The good news is that awareness of workers’ rights increased. At the time, the labor-management balance was lopsided; labor worked grueling hours for minimal pay and Gilded Age bosses lived lavishly off the backs of those laborers.

Is it any wonder workers banded together to push back against the basic injustice of conspicuous labor disequilibrium? Those organizations of people demanding basic prosperity for their hard work were called “unions.” There was a time when unions were a political positive. Subsequent demonization of union members is based on the provably false assumption that worker prosperity causes management poverty. The years when unions and corporations flourished simultaneously render anti-union claims absurd.

The rise of Reaganism in the ’80s swung the economic imbalance back to the wealthy. Three decades of trade deals and legislation bestowing tax breaks on executives and corporations have created a growing gap between the wealthy and those who do the actual wealth-generating work. Thanks to outsourcing, too many Americans rely on service economy jobs that suck the life out of them through skimpy pay and nonexistent benefits.

Union crushing was the first salvo in a long war whose end game is enhancing the wealth of the planet’s corporate behemoths. Today’s tactics use trade deals to achieve that end, the most conspicuous being the Trans-Pacific Partnership (TPP). The TPP will do what previous trade deals have done – grant more wealth and political power to multinational corporations on the backs of increasingly poor laborers in the United States and other countries that sign on to “free” trade.

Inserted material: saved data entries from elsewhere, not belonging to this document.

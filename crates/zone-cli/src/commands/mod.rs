//! CLI commands

pub mod check;
pub mod delete;
pub mod fetch;
pub mod lookup;
pub mod restore;
pub mod xref;

pub use check::CheckCommand;
pub use delete::DeleteCommand;
pub use fetch::{FetchCommand, FetchTarget};
pub use lookup::LookupCommand;
pub use restore::RestoreCommand;
pub use xref::XrefCommand;
//! Fabric connection context for commands that talk to a switch

use std::path::Path;
use std::sync::Arc;

use fczone_apply::{HttpFabricClient, StdinConfirm, ZoningOrchestrator};
use fczone_config::{FabricSettings, SettingsOverrides};
use fczone_core::Result;

/// Settings shared by the fabric commands
pub struct FabricContext {
    settings: FabricSettings,
}

impl FabricContext {
    pub fn new(settings: FabricSettings) -> Self {
        Self { settings }
    }

    /// Load settings from an optional file, the environment and overrides
    pub fn load(config: Option<&Path>, overrides: &SettingsOverrides) -> Result<Self> {
        Ok(Self::new(FabricSettings::load(config, overrides)?))
    }

    pub fn settings(&self) -> &FabricSettings {
        &self.settings
    }

    /// Orchestrator talking to the configured switch over REST
    pub fn orchestrator(&self) -> Result<ZoningOrchestrator> {
        let client = HttpFabricClient::new(&self.settings)?;
        ZoningOrchestrator::from_settings(&self.settings, Arc::new(client), Arc::new(StdinConfirm))
    }
}
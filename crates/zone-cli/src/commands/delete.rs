//! Batch deletion and staged purge commands

use std::path::Path;

use anyhow::{Context, Result};

use fczone_apply::PurgeOutcome;
use fczone_config::{read_identifier_list, read_identifier_set};
use fczone_validate::DeletionRequest;

use crate::context::FabricContext;
use crate::exit::CliError;
use crate::render::{render_batch, render_report};

pub struct DeleteCommand<'a> {
    context: &'a FabricContext,
}

impl<'a> DeleteCommand<'a> {
    pub fn new(context: &'a FabricContext) -> Self {
        Self { context }
    }

    /// Delete the objects named in `list_path`, then commit after confirmation
    pub async fn execute(&self, list_path: &Path, yes: bool) -> Result<()> {
        let names: Vec<String> = read_identifier_list(list_path)
            .with_context(|| format!("Failed to read object list: {}", list_path.display()))?
            .into_iter()
            .collect();
        if names.is_empty() {
            return Err(CliError::Usage(format!("{} names no objects", list_path.display())).into());
        }

        let orchestrator = self
            .context
            .orchestrator()?
            .with_override_confirm(yes || self.context.settings().override_confirm);

        let outcome = orchestrator
            .delete_objects(&names)
            .await
            .context("Batch deletion failed")?;

        println!("{}", render_batch(&outcome));
        Ok(())
    }

    /// Validate against the live fabric and delete the WWNs' aliases and the
    /// zones without committing
    pub async fn dry_run(&self, wwns_path: &Path, zones_path: &Path, all_aliases: bool) -> Result<()> {
        let wwns = read_identifier_set(wwns_path)
            .with_context(|| format!("Failed to read WWN list: {}", wwns_path.display()))?;
        let zones = read_identifier_set(zones_path)
            .with_context(|| format!("Failed to read zone list: {}", zones_path.display()))?;
        let request = DeletionRequest { wwns, zones };

        let outcome = self
            .context
            .orchestrator()?
            .purge(&request, all_aliases)
            .await
            .context("Dry run failed")?;

        println!("{}", render_report(outcome.report()));
        match outcome {
            PurgeOutcome::Refused { reason, .. } => Err(reason.into()),
            PurgeOutcome::Purged { batch, .. } => {
                println!();
                println!("{}", render_batch(&batch));
                Ok(())
            }
        }
    }
}
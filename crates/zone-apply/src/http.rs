//! REST client for the fabric zoning service

use async_trait::async_trait;
use reqwest::header::{HeaderMap, HeaderValue, ACCEPT, AUTHORIZATION, CONTENT_TYPE};
use reqwest::{Client, Method, RequestBuilder, Response, StatusCode};
use serde_json::{json, Value};

use fczone_config::{unwrap_envelope, FabricSettings};
use fczone_core::{ApplyError, AuthError, ConfigError, ObjectKind, Result, ZoneError};

use crate::fabric::{Credentials, DeleteOutcome, FabricZoningService, SessionToken};

const YANG_JSON: &str = "application/yang-data+json";

const LOGIN_PATH: &str = "login";
const LOGOUT_PATH: &str = "logout";
const DEFINED_PATH: &str = "running/brocade-zone/defined-configuration";
const EFFECTIVE_PATH: &str = "running/brocade-zone/effective-configuration";
const COMMIT_PATH: &str = "running/brocade-zone/effective-configuration/cfg-action/1";

/// Path of an object below the defined configuration, with the name encoded
pub fn object_path(kind: ObjectKind, name: &str) -> String {
    format!(
        "{}/{}",
        DEFINED_PATH,
        kind.resource_key(&urlencoding::encode(name))
    )
}

/// Error text reported by the fabric, from `errors.error[0].error-message`
pub fn error_message(body: &str) -> String {
    serde_json::from_str::<Value>(body)
        .ok()
        .and_then(|v| {
            v.pointer("/errors/error/0/error-message")
                .and_then(Value::as_str)
                .map(str::to_string)
        })
        .unwrap_or_else(|| {
            let trimmed = body.trim();
            if trimmed.is_empty() {
                "no error message".to_string()
            } else {
                trimmed.to_string()
            }
        })
}

/// Delete status handling: 204 removed the object, 400 and 404 mean it was
/// not there
fn delete_outcome(status: StatusCode) -> Option<DeleteOutcome> {
    match status {
        StatusCode::NO_CONTENT => Some(DeleteOutcome::Deleted),
        StatusCode::BAD_REQUEST | StatusCode::NOT_FOUND => Some(DeleteOutcome::NotFound),
        _ => None,
    }
}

So who’s to blame for these anti-worker pacts? The TPP has bipartisan support from senators in both parties, including vice presidential candidate Tim Kaine. It’s no secret President Obama and Secretary of State Clinton pushed hard for the TPP. This is clearly not a conception of the right or the left; it is a conception of the unibrow political establishment, and leaders of both parties seek to deliver these dangerous deals to a troubled world. As usual, workers will pay heavily for that.

In years to come, what meat will occupy the Labor Day grill – steak or hot dogs? Maybe neither. Backyard squirrel, anyone?